> [TASK]: Copy nothing before the line containing "pub mod site;". Reproduce that line and all that follow, exactly, through the end of the records.

> [SUPPLIED DATA]:
╔══

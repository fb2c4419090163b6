pub mod app;
pub mod dashboards;
pub mod domain;
pub mod shared;
pub mod site;

use wasm_bindgen::prelude::wasm_bindgen;

#[wasm_bindgen]
pub fn hydrate() {
    // initializes logging using the `log` crate
    _ = console_log::init_with_level(log::Level::Debug);
    console_error_panic_hook::set_once();

    leptos::mount::mount_to_body(app::App);
}

#[wasm_bindgen(start)]
pub fn start() {
    hydrate();
}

╚══

> [ANSWER SPACE]:
pub mod site;

use wasm_bindgen::prelude::wasm_bindgen;

#[wasm_bindgen]
pub fn hydrate() {
    // initializes logging using the `log` crate
    _ = console_log::init_with_level(log::Level::Debug);
    console_error_panic_hook::set_once();

    leptos::mount::mount_to_body(app::App);
}

#[wasm_bindgen(start)]
pub fn start() {
    hydrate();
}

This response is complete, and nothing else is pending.